Bui Van Ngoc Institute of Biotechnology https://orcid.org/0000-0002-4659-7338
Nguyen Huy Duong Institute of Biotechnology (IBT), Vietnam Academy of Science and Technology (VAST), Hanoi, Vietnam

DOI:

https://doi.org/10.15625/2615-9023/21232

Keywords:

apoptosis, DNA damage, HAP4, mitochondria, ROS, yeast

Abstract

Apoptosis plays a crucial role in the normal development and differentiation of multicellular organisms and is essential for embryogenesis, metamorphosis, and elimination of unwanted cells.
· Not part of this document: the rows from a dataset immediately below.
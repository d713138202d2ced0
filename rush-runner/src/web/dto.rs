//! Data transfer objects for web requests and responses.

use chrono::NaiveDateTime;
use serde::{Deserialize, Serialize};

use crate::countdown::Generation;
use crate::domain::{DayType, Departure};
use crate::resolver::Resolution;
use crate::rush::{Classification, RushAlert};

/// Selection event: either field may be omitted.
#[derive(Debug, Deserialize)]
pub struct SelectRequest {
    pub station_id: Option<String>,
    pub day_type: Option<String>,
}

/// A position fix (or failure) reported by the browser.
///
/// Either both coordinates or `error` must be present.
#[derive(Debug, Deserialize)]
pub struct PositionReport {
    /// Generation from the snapshot the request was issued for.
    pub generation: u64,
    pub latitude: Option<f64>,
    pub longitude: Option<f64>,
    /// Failure reason, e.g. "denied" or "timeout".
    pub error: Option<String>,
}

/// Result of a position report.
#[derive(Debug, Serialize)]
pub struct PositionResponse {
    /// "applied" or "stale".
    pub outcome: &'static str,
    pub generation: Generation,
    pub alert: Option<RushAlert>,
    pub message: Option<String>,
}

/// Station search query.
#[derive(Debug, Deserialize)]
pub struct StationSearchRequest {
    pub q: String,
    pub limit: Option<usize>,
}

#[derive(Debug, Serialize)]
pub struct StationSearchResult {
    pub id: String,
    pub name: String,
}

#[derive(Debug, Serialize)]
pub struct StationSearchResponse {
    pub stations: Vec<StationSearchResult>,
}

/// Timetable query: day-type defaults to today's.
#[derive(Debug, Deserialize)]
pub struct TimetableRequest {
    pub day: Option<String>,
}

/// A departure row.
#[derive(Debug, Clone, Serialize)]
pub struct DepartureResult {
    pub train_type: String,
    pub destination: String,
    /// "HH:MM".
    pub time: String,
}

impl DepartureResult {
    pub fn from_departure(d: &Departure) -> Self {
        Self {
            train_type: d.train_type.clone(),
            destination: d.destination.clone(),
            time: d.time.to_string(),
        }
    }
}

#[derive(Debug, Serialize)]
pub struct TimetableResponse {
    pub station_id: String,
    pub station_name: String,
    pub line_name: String,
    pub day_type: DayType,
    pub departures: Vec<DepartureResult>,
}

/// Resolver query.
#[derive(Debug, Deserialize)]
pub struct NextDepartureRequest {
    /// Day-type to resolve against; defaults to the day-type of `at`.
    pub day: Option<String>,
    /// Local time as `YYYY-MM-DDTHH:MM:SS`; defaults to now.
    pub at: Option<String>,
}

#[derive(Debug, Serialize)]
pub struct NextDepartureResponse {
    pub at: NaiveDateTime,
    pub day_type: DayType,
    pub departure: Option<DepartureResult>,
    pub departs_at: Option<NaiveDateTime>,
    pub seconds_until: Option<i64>,
    pub day_type_change: Option<DayType>,
}

impl NextDepartureResponse {
    pub fn from_resolution(resolution: &Resolution<'_>, day_type: DayType, at: NaiveDateTime) -> Self {
        Self {
            at,
            day_type,
            departure: resolution
                .next
                .map(|n| DepartureResult::from_departure(n.departure)),
            departs_at: resolution.next.map(|n| n.departs_at),
            seconds_until: resolution.next.map(|n| (n.departs_at - at).num_seconds()),
            day_type_change: resolution.day_type_change,
        }
    }
}

/// Classifier query.
#[derive(Debug, Deserialize)]
pub struct ClassifyRequest {
    /// Distance to the station in metres.
    pub distance: f64,
    /// Seconds until departure.
    pub seconds: f64,
}

#[derive(Debug, Serialize)]
pub struct ClassifyResponse {
    #[serde(flatten)]
    pub classification: Classification,
    pub message: Option<String>,
}

/// Error response body.
#[derive(Debug, Serialize)]
pub struct ErrorResponse {
    pub error: String,
}
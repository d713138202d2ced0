//! A single scheduled train departure.

use super::DepartureTime;

/// One scheduled departure from a station.
#[derive(Debug, Clone, PartialEq, Eq)]
pub struct Departure {
    /// Train type label (e.g. "Local", "Rapid").
    pub train_type: String,

    /// Destination label shown to the user.
    pub destination: String,

    /// Scheduled time of day.
    pub time: DepartureTime,
}

impl Departure {
    /// Create a new departure.
    pub fn new(
        train_type: impl Into<String>,
        destination: impl Into<String>,
        time: DepartureTime,
    ) -> Self {
        Self {
            train_type: train_type.into(),
            destination: destination.into(),
            time,
        }
    }
}
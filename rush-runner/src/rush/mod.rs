//! Rush alert: can the user still make the next train?
//!
//! Distance from the user to the station is converted into walking and
//! running ETAs at fixed average speeds and compared against the time
//! left before departure.

mod alert;
mod classify;
mod distance;
mod position;

pub use alert::RushAlert;
pub use classify::{
    Classification, RUN_BUFFER_SECS, RUN_SPEED_MPS, RushTier, WALK_BUFFER_SECS, WALK_SPEED_MPS,
    classify,
};
pub use distance::distance_m;
pub use position::{FixedPosition, NoPosition, PositionError, PositionProvider, PositionRequest};
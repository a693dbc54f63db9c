use serde::{Deserialize, Serialize};
use std::fmt;

/// Transport protocol tag attached to reported ports.
#[derive(Debug, Clone, Copy, PartialEq, Eq, Serialize, Deserialize)]
#[serde(rename_all = "lowercase")]
pub enum Protocol {
    Tcp,
    Udp,
}

impl fmt::Display for Protocol {
    fn fmt(&self, f: &mut fmt::Formatter<'_>) -> fmt::Result {
        match self {
            Protocol::Tcp => write!(f, "tcp"),
            Protocol::Udp => write!(f, "udp"),
        }
    }
}
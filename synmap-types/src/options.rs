use serde::{Deserialize, Serialize};

/// How the initial round-trip budget is obtained.
#[derive(Debug, Clone, Copy, PartialEq, Eq, Default, Serialize, Deserialize)]
#[serde(rename_all = "lowercase")]
pub enum RttMode {
    /// Start from the conservative one-second default without probing.
    #[default]
    Fixed,
    /// Warm up against a list of well-known ports and derive the budget
    /// from observed reply timings. Falls back to the one-second default
    /// when nothing answers.
    Measure,
}

/// Per-scan tunables supplied by the host.
#[derive(Debug, Clone, Default)]
pub struct ScanOptions {
    pub rtt_mode: RttMode,
    /// Seed for the per-scan PRNG (magic port, IP ids). `None` seeds from
    /// OS entropy; tests pin it for reproducible packet fields.
    pub seed: Option<u64>,
}

#[cfg(test)]
mod tests {
    use super::*;

    #[test]
    fn default_mode_is_fixed() {
        assert_eq!(ScanOptions::default().rtt_mode, RttMode::Fixed);
    }
}
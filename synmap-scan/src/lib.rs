pub mod error;
pub mod rtt_probe;
pub mod syn;
pub mod table;

pub use error::ScanError;
pub use rtt_probe::{PROBE_PORTS, measure_rtt};
#[cfg(unix)]
pub use syn::scan_host;
pub use syn::{ScanTarget, scan_with};
pub use table::{NUM_RETRIES, Probe, ProbeTable};
use std::time::Duration;

use crate::error::PacketError;

/// Transmit side of the scan: a raw socket bound to one destination.
pub trait RawLink {
    /// Send one pre-built packet. For IPv4 the buffer is the complete
    /// IP+TCP packet (IP_HDRINCL); for IPv6 it is the bare TCP header.
    fn send(&mut self, packet: &[u8]) -> Result<(), PacketError>;
}

/// Receive side of the scan: a filtered packet capture.
pub trait FrameSource {
    /// Next captured frame, waiting at most `deadline`. A zero deadline
    /// polls once and returns whatever is immediately available.
    fn next_frame(&mut self, deadline: Duration) -> Option<Vec<u8>>;

    /// Link-layer header length to strip before the IP header.
    fn datalink_len(&self) -> usize;
}
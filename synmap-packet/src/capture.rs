//! Filtered reply capture over pcap.
//!
//! One capture per scan, pinned to the target host and the scan's magic
//! source port, so nothing but our own replies ever reaches userspace. Reads
//! are nonblocking and polled against a per-call deadline, which is how the
//! driver interleaves bounded sniff passes between sends.

use std::net::{IpAddr, SocketAddr, UdpSocket};
use std::time::{Duration, Instant};

use pcap::{Active, Capture, Device};
use tracing::{debug, warn};

use crate::error::PacketError;
use crate::traits::FrameSource;

/// BPF filter for one scan: TCP from the target to our magic port.
pub fn reply_filter(dst: IpAddr, magic_port: u16) -> String {
    format!("tcp and src host {dst} and dst port {magic_port}")
}

pub struct ReplyCapture {
    cap: Capture<Active>,
    datalink_len: usize,
    source: IpAddr,
}

impl ReplyCapture {
    /// Open a capture for replies from `dst`. The routing lookup that picks
    /// the capture device also yields the local source address, which the
    /// caller needs for packet construction.
    pub fn open(dst: IpAddr, magic_port: u16) -> Result<Self, PacketError> {
        let source = routed_source(dst)?;
        let device = device_for(source)?;
        debug!(device = %device.name, source = %source, "opening reply capture");

        let mut cap = Capture::from_device(device)
            .map_err(|e| PacketError::CaptureSetup(e.to_string()))?
            .promisc(false)
            .snaplen(256)
            .timeout(10)
            .immediate_mode(true)
            .open()
            .map_err(|e| PacketError::CaptureSetup(e.to_string()))?;

        let filter = reply_filter(dst, magic_port);
        cap.filter(&filter, true)
            .map_err(|e| PacketError::CaptureSetup(format!("BPF filter error: {e}")))?;

        let datalink_len = datalink_header_len(cap.get_datalink().0);
        let cap = cap
            .setnonblock()
            .map_err(|e| PacketError::CaptureSetup(e.to_string()))?;

        Ok(Self {
            cap,
            datalink_len,
            source,
        })
    }

    /// Local address routing chose for the target.
    pub fn source_addr(&self) -> IpAddr {
        self.source
    }
}

impl FrameSource for ReplyCapture {
    fn next_frame(&mut self, deadline: Duration) -> Option<Vec<u8>> {
        let deadline_at = Instant::now() + deadline;
        loop {
            match self.cap.next_packet() {
                Ok(packet) => return Some(packet.data.to_vec()),
                Err(pcap::Error::TimeoutExpired) => {
                    if Instant::now() >= deadline_at {
                        return None;
                    }
                    std::thread::sleep(Duration::from_millis(1));
                }
                Err(e) => {
                    warn!(error = %e, "capture read failed");
                    return None;
                }
            }
        }
    }

    fn datalink_len(&self) -> usize {
        self.datalink_len
    }
}

/// Link-layer header length by DLT number.
fn datalink_header_len(dlt: i32) -> usize {
    match dlt {
        0 | 108 => 4,  // DLT_NULL, DLT_LOOP
        1 => 14,       // DLT_EN10MB
        12 | 101 => 0, // DLT_RAW (platform-dependent numbering)
        113 => 16,     // DLT_LINUX_SLL
        _ => {
            warn!(dlt, "unknown datalink type, assuming Ethernet framing");
            14
        }
    }
}

/// Ask the routing table which local address reaches `target`. Connecting a
/// UDP socket transmits nothing; the kernel just resolves the route.
fn routed_source(target: IpAddr) -> Result<IpAddr, PacketError> {
    let bind_addr = match target {
        IpAddr::V4(_) => "0.0.0.0:0",
        IpAddr::V6(_) => "[::]:0",
    };
    let socket = UdpSocket::bind(bind_addr).map_err(|_| PacketError::NoInterface)?;
    socket
        .connect(SocketAddr::new(target, 80))
        .map_err(|_| PacketError::NoInterface)?;
    let local = socket.local_addr().map_err(|_| PacketError::NoInterface)?;
    Ok(local.ip())
}

/// Capture device owning the given local address, with a pcap default as
/// the fallback for point-to-point setups that hide addresses.
fn device_for(source: IpAddr) -> Result<Device, PacketError> {
    let devices = Device::list().map_err(|e| PacketError::CaptureSetup(e.to_string()))?;
    if let Some(device) = devices
        .into_iter()
        .find(|d| d.addresses.iter().any(|a| a.addr == source))
    {
        return Ok(device);
    }
    warn!(source = %source, "no capture device owns the routed source address");
    Device::lookup()
        .map_err(|e| PacketError::CaptureSetup(e.to_string()))?
        .ok_or(PacketError::NoInterface)
}

#[cfg(test)]
mod tests {
    use super::*;

    #[test]
    fn filter_pins_host_and_port() {
        let filter = reply_filter("192.0.2.7".parse().unwrap(), 4441);
        assert_eq!(filter, "tcp and src host 192.0.2.7 and dst port 4441");
    }

    #[test]
    fn filter_formats_v6_hosts() {
        let filter = reply_filter("fd00::1".parse().unwrap(), 5000);
        assert_eq!(filter, "tcp and src host fd00::1 and dst port 5000");
    }

    #[test]
    fn datalink_lengths_match_dlt_table() {
        assert_eq!(datalink_header_len(1), 14);
        assert_eq!(datalink_header_len(0), 4);
        assert_eq!(datalink_header_len(108), 4);
        assert_eq!(datalink_header_len(113), 16);
        assert_eq!(datalink_header_len(101), 0);
        assert_eq!(datalink_header_len(999), 14);
    }
}
pub mod peak;
pub mod stamp;

pub use peak::PeakPair;
pub use stamp::RTT_MAX;
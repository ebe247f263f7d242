//! Mesh refinement against fused depth, and fused-depth back-projection.

use nalgebra::Point3;
use tracing::{debug, warn};

use scan_types::{
    CancellationToken, DepthFrame, PointCloud, PointSource, ScanError, ScanResult, SurfacePatch,
    compute_vertex_normals, is_valid_depth,
};

use crate::fuse::DepthFusionEngine;
use crate::normalize::is_valid_secondary;

/// Outcome of refining one patch.
#[derive(Debug, Clone, PartialEq)]
pub struct RefinementResult {
    /// The refined patch (normals recomputed).
    pub patch: SurfacePatch,
    /// Vertices shifted onto the fused depth.
    pub vertices_moved: usize,
    /// Vertices behind the camera or outside the image.
    pub vertices_unseen: usize,
    /// Largest shift applied, in meters.
    pub max_shift: f64,
}

impl DepthFusionEngine {
    /// Moves patch vertices onto the fused depth along their camera rays.
    ///
    /// Returns the patch unchanged when the patch or frame is invalid or a
    /// transform cannot be inverted.
    #[must_use]
    pub fn refine_patch(&self, patch: &SurfacePatch, fused: &DepthFrame) -> SurfacePatch {
        match self.try_refine_patch(patch, fused) {
            Ok(result) => result.patch,
            Err(e) => {
                warn!(id = %patch.id, error = %e, "refinement skipped, keeping patch");
                patch.clone()
            }
        }
    }

    /// Fallible form of [`refine_patch`](Self::refine_patch).
    ///
    /// Each vertex is moved to world space, then into camera space through
    /// the inverse camera pose. Vertices behind the camera or projecting
    /// outside the image are left alone. Otherwise the fused depth at the
    /// nearest pixel is compared with the vertex depth; when the difference
    /// is strictly between `min_refinement_shift` and `max_discrepancy` the
    /// vertex slides along its camera ray to the fused depth. Normals are
    /// recomputed from the faces afterwards.
    ///
    /// # Errors
    ///
    /// - Validation errors of the patch or fused frame
    /// - [`ScanError::InvalidConfiguration`] if the camera pose or patch
    ///   transform is not invertible
    pub fn try_refine_patch(&self, patch: &SurfacePatch, fused: &DepthFrame) -> ScanResult<RefinementResult> {
        self.params.validate()?;
        patch.validate()?;
        let expected = fused.pixel_count();
        if fused.depth.len() != expected {
            return Err(ScanError::buffer_mismatch(expected, fused.depth.len()));
        }
        fused.intrinsics.validate()?;

        let world_to_camera = fused
            .camera_transform
            .try_inverse()
            .ok_or_else(|| ScanError::invalid_config("camera transform is not invertible"))?;
        let world_to_local = patch
            .transform
            .try_inverse()
            .ok_or_else(|| ScanError::invalid_config("patch transform is not invertible"))?;
        let local_to_camera = world_to_camera * patch.transform;
        let camera_to_local = world_to_local * fused.camera_transform;

        let min_shift = f64::from(self.params.min_refinement_shift);
        let max_shift = f64::from(self.params.max_discrepancy);

        let mut vertices = patch.vertices.clone();
        let mut moved = 0;
        let mut unseen = 0;
        let mut largest = 0.0_f64;

        for v in &mut vertices {
            let camera = local_to_camera.transform_point(v);
            let Some(depth) = sample_nearest(fused, &camera) else {
                unseen += 1;
                continue;
            };
            let diff = depth - camera.z;
            if diff.abs() > min_shift && diff.abs() < max_shift {
                let shifted = Point3::from(camera.coords * (depth / camera.z));
                *v = camera_to_local.transform_point(&shifted);
                moved += 1;
                largest = largest.max(diff.abs());
            }
        }

        let previous = patch.has_normals().then_some(patch.normals.as_slice());
        let normals = compute_vertex_normals(&vertices, &patch.faces, previous);

        debug!(id = %patch.id, moved, unseen, max_shift = largest, "refined patch");

        Ok(RefinementResult {
            patch: SurfacePatch {
                vertices,
                normals,
                ..patch.clone()
            },
            vertices_moved: moved,
            vertices_unseen: unseen,
            max_shift: largest,
        })
    }

    /// Refines every patch on the worker pool, in input order.
    #[must_use]
    pub fn refine_patches(&self, patches: &[SurfacePatch], fused: &DepthFrame) -> Vec<SurfacePatch> {
        self.pool.map(patches, |patch| self.refine_patch(patch, fused))
    }

    /// Like [`refine_patches`](Self::refine_patches), abandoning the batch
    /// between patches once `token` is cancelled.
    ///
    /// # Errors
    ///
    /// Returns [`ScanError::Cancelled`] if the batch was cancelled.
    pub fn try_refine_patches(
        &self,
        patches: &[SurfacePatch],
        fused: &DepthFrame,
        token: &CancellationToken,
    ) -> ScanResult<Vec<SurfacePatch>> {
        self.pool
            .try_map(patches, token, |patch| self.refine_patch(patch, fused))
    }

    /// Back-projects a fused depth frame into a world-space point cloud.
    ///
    /// Every pixel inside the valid depth range contributes one point, with
    /// a synthetic confidence that falls linearly with distance:
    /// `clamp(1 - depth / max_depth, 0, 1)`. Returns an empty cloud for an
    /// invalid frame.
    #[must_use]
    pub fn fused_to_point_cloud(&self, fused: &DepthFrame) -> PointCloud {
        let empty = || PointCloud::empty(PointSource::Lidar).with_timestamp(fused.timestamp);
        if let Err(e) = fused.intrinsics.validate() {
            warn!(error = %e, "fused depth not back-projected");
            return empty();
        }
        if fused.depth.len() != fused.pixel_count() {
            warn!(
                expected = fused.pixel_count(),
                actual = fused.depth.len(),
                "fused depth not back-projected"
            );
            return empty();
        }

        let p = &self.params;
        let mut points = Vec::new();
        let mut confidences = Vec::new();
        for y in 0..fused.height {
            for x in 0..fused.width {
                let i = y as usize * fused.width as usize + x as usize;
                let d = fused.depth[i];
                if !is_valid_depth(d, p.min_depth, p.max_depth) {
                    continue;
                }
                let camera = fused
                    .intrinsics
                    .unproject(f64::from(x), f64::from(y), f64::from(d));
                points.push(fused.camera_transform.transform_point(&camera));
                confidences.push((1.0 - d / p.max_depth).clamp(0.0, 1.0));
            }
        }

        PointCloud {
            points,
            confidences: Some(confidences),
            colors: None,
            normals: None,
            timestamp: fused.timestamp,
            source: PointSource::Lidar,
        }
    }
}

/// Fused depth at the pixel nearest to a camera-space point's projection.
#[allow(clippy::cast_possible_truncation, clippy::cast_sign_loss)]
fn sample_nearest(frame: &DepthFrame, camera: &Point3<f64>) -> Option<f64> {
    let (u, v) = frame.intrinsics.project(camera)?;
    let (u, v) = (u.round(), v.round());
    if u < 0.0 || v < 0.0 || u >= f64::from(frame.width) || v >= f64::from(frame.height) {
        return None;
    }
    let d = frame.get(u as u32, v as u32)?;
    is_valid_secondary(d).then(|| f64::from(d))
}

#[cfg(test)]
mod tests {
    use super::*;
    use crate::params::FusionParams;
    use approx::assert_relative_eq;
    use nalgebra::{Matrix4, Vector3};
    use scan_types::{CameraIntrinsics, PatchId, WorkerPool};

    fn wall(depth: f32) -> DepthFrame {
        DepthFrame::new(
            10,
            10,
            vec![depth; 100],
            CameraIntrinsics::new(10.0, 10.0, 5.0, 5.0),
        )
    }

    fn patch_at(z: f64) -> SurfacePatch {
        SurfacePatch::new(
            PatchId(1),
            vec![
                Point3::new(0.0, 0.0, z),
                Point3::new(0.1, 0.0, z),
                Point3::new(0.0, 0.1, z),
            ],
            vec![[0, 1, 2]],
        )
        .with_normals(vec![Vector3::new(0.0, 0.0, -1.0); 3])
    }

    fn engine() -> DepthFusionEngine {
        DepthFusionEngine::new(FusionParams::default())
    }

    #[test]
    fn vertices_snap_to_fused_depth() {
        let result = engine().try_refine_patch(&patch_at(1.0), &wall(1.2)).unwrap();
        assert_eq!(result.vertices_moved, 3);
        for v in &result.patch.vertices {
            assert_relative_eq!(v.z, 1.2, epsilon = 1e-6);
        }
        // Shift is along the ray, so x scales with depth.
        assert_relative_eq!(result.patch.vertices[1].x, 0.12, epsilon = 1e-6);
        assert_relative_eq!(result.max_shift, 0.2, epsilon = 1e-6);
    }

    #[test]
    fn shifts_outside_window_ignored() {
        let tiny = engine().try_refine_patch(&patch_at(1.0), &wall(1.0005)).unwrap();
        assert_eq!(tiny.vertices_moved, 0);
        let huge = engine().try_refine_patch(&patch_at(1.0), &wall(2.0)).unwrap();
        assert_eq!(huge.vertices_moved, 0);
        assert_eq!(huge.patch.vertices, patch_at(1.0).vertices);
    }

    #[test]
    fn vertices_behind_camera_untouched() {
        let result = engine().try_refine_patch(&patch_at(-1.0), &wall(1.2)).unwrap();
        assert_eq!(result.vertices_unseen, 3);
        assert_eq!(result.vertices_moved, 0);
    }

    #[test]
    fn patch_transform_respected() {
        let patch = patch_at(0.0).with_transform(Matrix4::new_translation(&Vector3::new(0.0, 0.0, 1.0)));
        let refined = engine().refine_patch(&patch, &wall(1.1));
        // Local z goes from 0 to 0.1 so the world z lands on the fused depth.
        assert_relative_eq!(refined.vertices[0].z, 0.1, epsilon = 1e-6);
    }

    #[test]
    fn normals_recomputed() {
        let refined = engine().refine_patch(&patch_at(1.0), &wall(1.2));
        assert_eq!(refined.normals.len(), 3);
        assert_relative_eq!(refined.normals[0], Vector3::z(), epsilon = 1e-9);
    }

    #[test]
    fn singular_pose_keeps_patch() {
        let frame = wall(1.2).with_camera_transform(Matrix4::zeros());
        let patch = patch_at(1.0);
        assert_eq!(engine().refine_patch(&patch, &frame), patch);
        assert!(matches!(
            engine().try_refine_patch(&patch, &frame),
            Err(ScanError::InvalidConfiguration { .. })
        ));
    }

    #[test]
    fn batch_refinement() {
        let e = engine().with_pool(WorkerPool::sequential());
        let patches = vec![patch_at(1.0), patch_at(1.1)];
        let refined = e.refine_patches(&patches, &wall(1.2));
        assert_eq!(refined.len(), 2);
        assert_relative_eq!(refined[1].vertices[0].z, 1.2, epsilon = 1e-6);

        let token = CancellationToken::new();
        token.cancel();
        assert_eq!(
            e.try_refine_patches(&patches, &wall(1.2), &token),
            Err(ScanError::Cancelled)
        );
    }

    #[test]
    fn fused_cloud_confidence() {
        let mut frame = wall(1.0);
        frame.depth[0] = 0.0;
        frame.depth[1] = 4.0;
        let cloud = engine().fused_to_point_cloud(&frame);
        assert_eq!(cloud.len(), 99);
        assert_eq!(cloud.source, PointSource::Lidar);
        let conf = cloud.confidences.unwrap();
        assert_relative_eq!(conf[0], 0.2, epsilon = 1e-6);
        assert_relative_eq!(conf[1], 0.8, epsilon = 1e-6);
    }
}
Like mammalian cells, yeast cells have evolved a number of cellular surveillance mechanisms including DNA damage checkpoint, stimulation of DNA repair, tolerance of DNA damage, and initiation of apoptosis. In Saccharomyces cerevisiae, the HAP4 gene encodes the Hap4 protein which is a subunit of the heme-activated, glucose-repressed Hap2p/3p/4p/5p complex. This complex plays a crucial role in controlling the TCA cycle, the mitochondrial electron transport chain, ATP production and mitochondria biogenesis. Thus, the purpose of this study is to investigate the role of the HAP4 gene by using the BY4742 (wild type) and specific knock-out yeast strains (∆hap4) to elucidate the role of this gene in mitochondrial function and respiration, ATP synthesis, and apoptosis in response to DNA damage triggered by methyl methanesulfonate (MMS) treatment. The findings suggested that the fully functional mitochondria enhanced oxygen consumption and mitochondrial activity, attenuated ROS accumulation, and enabled efficient electron transport and ATP synthesis. High mitochondrial activity is performed as a cellular protective mechanism against oxidative stress. In contrast, deletion of the HAP4 gene (∆hap4), the main regulatory gene for the expression of respiratory proteins, caused a block of the electron transport chain, persistent inhibition of mitochondrial activity, thereby leading to a reduction of oxygen consumption. Low mitochondrial activity resulted in the development of oxidative stress, enhancement of sensitivity to DNA damaging agents. High intracellular ROS levels in ∆hap4 cells posed a significant threat to mitochondrial DNA damage, impairment of mitochondrial respiration, inhibition of glycolytic enzymes (GAPDH, PYK), repression of ATP synthesis, and subsequent induction of cell death (apoptosis).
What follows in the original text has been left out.